In talks, I often come back to the theme that one of the lines that divides great landscape artists from mediocre ones is the way that the greats really see what is before them. And this is harder than it might seem.
The Newt Pond can illustrate this challenge for us.
Look closely at the picture. Notice how we can see a mixture of trees, grass and buildings on the far side of the pond.
Now look at the reflection of these images in the pond's surface.
Do we see the same thing?
Do we see the same thing, only inverted?
Do we see the same thing, only inverted and with faded colours, the hues washed away?
In the water's surface we see something different. Ravilious saw this and recorded it faithfully.
Yes, in the reflections the scene is inverted and the colours are leached (bright colours are dulled and dark hues lightened in water reflections). But something else has also changed.
In the water we are offered a different perspective of the scene on the far side of the pond.
Over to you - see if you can spot the ghost barn roof.
Have a look at the far side of the pond. Can you spot the barn roof in the reflections. But when you look for it beyond the trees, it is not there, it is hidden by the branches.
I call this the 'duck's bottom' effect.
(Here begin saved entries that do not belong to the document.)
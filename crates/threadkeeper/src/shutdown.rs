// SPDX-FileCopyrightText: 2026 Threadkeeper Contributors
// SPDX-License-Identifier: MIT OR Apache-2.0

//! Signal-driven shutdown.

use tokio_util::sync::CancellationToken;
use tracing::{debug, info};

/// Returns a token cancelled on SIGINT (Ctrl+C) or SIGTERM.
pub fn install_signal_handler() -> CancellationToken {
    let token = CancellationToken::new();
    let trigger = token.clone();

    tokio::spawn(async move {
        let ctrl_c = tokio::signal::ctrl_c();

        #[cfg(unix)]
        {
            use tokio::signal::unix::{signal, SignalKind};
            match signal(SignalKind::terminate()) {
                Ok(mut sigterm) => {
                    tokio::select! {
                        _ = ctrl_c => info!("received SIGINT, shutting down"),
                        _ = sigterm.recv() => info!("received SIGTERM, shutting down"),
                    }
                }
                Err(err) => {
                    debug!(error = %err, "SIGTERM handler unavailable, waiting for Ctrl+C only");
                    let _ = ctrl_c.await;
                    info!("received SIGINT, shutting down");
                }
            }
        }

        #[cfg(not(unix))]
        {
            let _ = ctrl_c.await;
            info!("received Ctrl+C, shutting down");
        }

        trigger.cancel();
    });

    token
}
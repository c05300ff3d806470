// SPDX-FileCopyrightText: 2026 Threadkeeper Contributors
// SPDX-License-Identifier: MIT OR Apache-2.0

//! End-to-end archive and reopen scenarios against the in-memory platform.

use threadkeeper_core::types::{ChannelId, HealthStatus, ReactionEmoji, ReactionEvent, ThreadState};
use threadkeeper_core::ThreadkeeperError;
use threadkeeper_test_utils::harness::TEST_GUILD;
use threadkeeper_test_utils::{human, Operation, TestHarness};
use threadkeeper_workflow::correlation::short_task_id;
use threadkeeper_workflow::reopener::ReopenStep;
use threadkeeper_workflow::render::CLOSING_MARKER;
use threadkeeper_workflow::{
    ArchiveOutcome, ArchiveRecord, ComponentOutcome, IgnoreReason, ReactionOutcome, ReopenReport,
    StepOutcome, TRIGGER_MARK,
};
use tracing_test::traced_test;

fn archived(outcome: ReactionOutcome) -> ArchiveRecord {
    match outcome {
        ReactionOutcome::Completed(ArchiveOutcome::Archived(record)) => record,
        other => panic!("expected an archived thread, got {other:?}"),
    }
}

fn reopened(outcome: ComponentOutcome) -> ReopenReport {
    match outcome {
        ComponentOutcome::Reopened(report) => report,
        other => panic!("expected a reopen report, got {other:?}"),
    }
}

/// Archives a three-reply thread and returns the harness, the starter
/// message and the record.
async fn archived_thread() -> (TestHarness, threadkeeper_core::MessageId, ArchiveRecord) {
    let harness = TestHarness::builder().build().await.unwrap();
    let alice = human(10, "alice");
    let bob = human(11, "bob");
    let (starter, _) = harness
        .thread_with_replies(
            "Fix the build",
            &alice,
            &[(&alice, "it's red"), (&bob, "pushed a fix"), (&alice, "green now")],
        )
        .await;
    let record = archived(
        harness
            .react(&alice, harness.monitored, starter, "✅")
            .await
            .unwrap(),
    );
    (harness, starter, record)
}

#[tokio::test]
async fn checkmark_on_thread_starter_archives_the_thread() {
    let (harness, starter, record) = archived_thread().await;
    let platform = &harness.platform;
    let completion = harness.completion();

    assert_eq!(record.completion_channel, completion);
    assert_eq!(record.stats.message_count, 3);
    assert_eq!(record.stats.participants, 2);
    assert!(!record.stats.truncated);
    assert!(record.control_attached);
    assert_eq!(record.failed_posts, 0);

    // Anchor: header with stats and correlation tag.
    let anchor = platform
        .stored_message(completion, record.anchor)
        .await
        .expect("anchor posted");
    assert!(anchor.content.contains("alice"));
    assert_eq!(anchor.thread_id, Some(record.transcript));
    let (_, header) = platform
        .sent()
        .await
        .into_iter()
        .find(|(channel, _)| *channel == completion)
        .expect("header sent");
    let embed = header.embed.expect("header embed");
    let stats = &embed.fields[0].value;
    assert!(stats.contains("Messages: 3"), "{stats}");
    assert!(stats.contains("Participants: 2"), "{stats}");
    assert!(
        embed
            .footer
            .as_deref()
            .is_some_and(|f| f.contains(&format!("ref:{}", record.source_thread)))
    );

    // Reopen control carries both ids.
    let buttons = platform.buttons(record.anchor).await;
    assert_eq!(buttons.len(), 1);
    assert_eq!(
        buttons[0].custom_id,
        format!("tk1_reopen_{}_{}", record.source_thread, record.anchor)
    );

    // The finished anchor links both the source and its transcript.
    let finished = platform.rendered(record.anchor).await.expect("anchor rendered");
    let links = finished
        .embed
        .expect("anchor embed")
        .fields
        .into_iter()
        .find(|f| f.name == "🔗 Links")
        .expect("links field")
        .value;
    assert_eq!(
        links,
        format!(
            "• [Original Thread](https://chat.test/channels/42/{})\n\
             • [Archive Copy](https://chat.test/channels/42/{})",
            record.source_thread, record.transcript
        )
    );
    assert_eq!(finished.buttons, buttons);

    // Transcript: entries in order, then the closing marker.
    let transcript = platform.messages(record.transcript).await;
    let texts: Vec<&str> = transcript.iter().map(|m| m.content.as_str()).collect();
    assert_eq!(texts.len(), 4);
    assert!(texts[0].starts_with("**alice**") && texts[0].ends_with("it's red"));
    assert!(texts[1].starts_with("**bob**") && texts[1].ends_with("pushed a fix"));
    assert!(texts[2].ends_with("green now"));
    assert_eq!(texts[3], CLOSING_MARKER);
    let info = platform.channel_info(record.transcript).await.unwrap();
    assert_eq!(info.name, "✅ Fix the build");

    // Source: notice, then marker, then closed.
    let source = platform.channel_info(record.source_thread).await.unwrap();
    assert_eq!(source.thread_state, Some(ThreadState::CLOSED));
    let notice = platform.messages(record.source_thread).await.pop().unwrap();
    assert!(notice.content.contains("marked complete by <@10>"));
    let starter_msg = platform
        .stored_message(harness.monitored, starter)
        .await
        .unwrap();
    assert!(starter_msg.has_own_reaction(TRIGGER_MARK));

    let calls = platform.calls().await;
    let position = |op: Operation, channel: ChannelId| {
        calls
            .iter()
            .rposition(|c| c.op == op && c.channel == Some(channel))
            .unwrap()
    };
    let notice_at = position(Operation::Send, record.source_thread);
    let mark_at = position(Operation::React, harness.monitored);
    let lock_at = position(Operation::SetThreadState, record.source_thread);
    assert!(notice_at < mark_at && mark_at < lock_at);

    assert!(harness.workflow.claims().is_empty());
}

#[tokio::test]
async fn non_checkmark_reactions_are_ignored() {
    let harness = TestHarness::builder().build().await.unwrap();
    let alice = human(10, "alice");
    let (starter, _) = harness.thread_with_replies("t", &alice, &[]).await;

    let outcome = harness
        .react(&alice, harness.monitored, starter, "👍")
        .await
        .unwrap();
    assert_eq!(outcome, ReactionOutcome::Ignored(IgnoreReason::NotCheckmark));
    assert!(harness.platform.calls().await.is_empty());
}

#[tokio::test]
async fn bot_reactions_are_ignored() {
    let harness = TestHarness::builder().build().await.unwrap();
    let alice = human(10, "alice");
    let (starter, _) = harness.thread_with_replies("t", &alice, &[]).await;
    let bot = harness.platform.bot_user();

    let outcome = harness
        .react(&bot, harness.monitored, starter, "✅")
        .await
        .unwrap();
    assert_eq!(outcome, ReactionOutcome::Ignored(IgnoreReason::BotUser));
}

#[tokio::test]
async fn reactions_outside_the_monitored_channel_are_ignored() {
    let harness = TestHarness::builder().build().await.unwrap();
    let alice = human(10, "alice");
    let elsewhere = harness
        .platform
        .add_text_channel(TEST_GUILD, "random")
        .await;
    let message = harness.platform.post(elsewhere, &alice, "hello").await;

    let outcome = harness.react(&alice, elsewhere, message, "✅").await.unwrap();
    assert_eq!(outcome, ReactionOutcome::Ignored(IgnoreReason::OutsideScope));
    assert_eq!(harness.platform.call_count(Operation::Send).await, 0);
}

#[tokio::test]
async fn second_checkmark_produces_no_second_record() {
    let (harness, starter, _) = archived_thread().await;
    let bob = human(11, "bob");
    let before = harness.platform.messages(harness.completion()).await.len();

    let outcome = harness
        .react(&bob, harness.monitored, starter, "✔️")
        .await
        .unwrap();
    assert_eq!(outcome, ReactionOutcome::Ignored(IgnoreReason::AlreadyMarked));
    assert_eq!(
        harness.platform.messages(harness.completion()).await.len(),
        before
    );
}

#[tokio::test(start_paused = true)]
async fn simultaneous_checkmarks_archive_once() {
    let harness = TestHarness::builder()
        .with_pacing_ms(250)
        .build()
        .await
        .unwrap();
    let alice = human(10, "alice");
    let bob = human(11, "bob");
    let (starter, _) = harness
        .thread_with_replies("race", &alice, &[(&alice, "a"), (&bob, "b")])
        .await;

    let (first, second) = tokio::join!(
        harness.react(&alice, harness.monitored, starter, "✅"),
        harness.react(&bob, harness.monitored, starter, "☑️"),
    );
    let outcomes = [first.unwrap(), second.unwrap()];

    let completed = outcomes
        .iter()
        .filter(|o| matches!(o, ReactionOutcome::Completed(_)))
        .count();
    assert_eq!(completed, 1);
    assert!(outcomes.iter().any(|o| matches!(
        o,
        ReactionOutcome::AlreadyClaimed | ReactionOutcome::Ignored(IgnoreReason::AlreadyMarked)
    )));
    assert_eq!(harness.platform.messages(harness.completion()).await.len(), 1);
    assert_eq!(harness.platform.threads_in(harness.completion()).await.len(), 1);
}

#[tokio::test]
async fn held_claim_is_reported_as_an_outcome() {
    let harness = TestHarness::builder().build().await.unwrap();
    let alice = human(10, "alice");
    let (starter, _) = harness.thread_with_replies("Deploy", &alice, &[]).await;

    let held = harness.workflow.claims().try_claim(starter).expect("claim");
    let outcome = harness
        .react(&alice, harness.monitored, starter, "✅")
        .await
        .unwrap();
    assert_eq!(outcome, ReactionOutcome::AlreadyClaimed);
    assert_eq!(harness.platform.call_count(Operation::Send).await, 0);

    drop(held);
    let outcome = harness
        .react(&alice, harness.monitored, starter, "✅")
        .await
        .unwrap();
    assert!(matches!(
        outcome,
        ReactionOutcome::Completed(ArchiveOutcome::Archived(_))
    ));
}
When we look down at a duck that waddles past us, we can't see its bottom. But if the same duck passes through a puddle, suddenly we see its bottom in the reflection. The water allows us to see things that are invisible with a direct perspective.
Artists so often are tempted into believing that the reflections we see in water are a simple 180 degree inversion of the scene on the far side. But if we take the time to really look, we see a more interesting truth.
The Duck's Bottom effect allows water-readers to see through trees in the way Eric Ravilious did.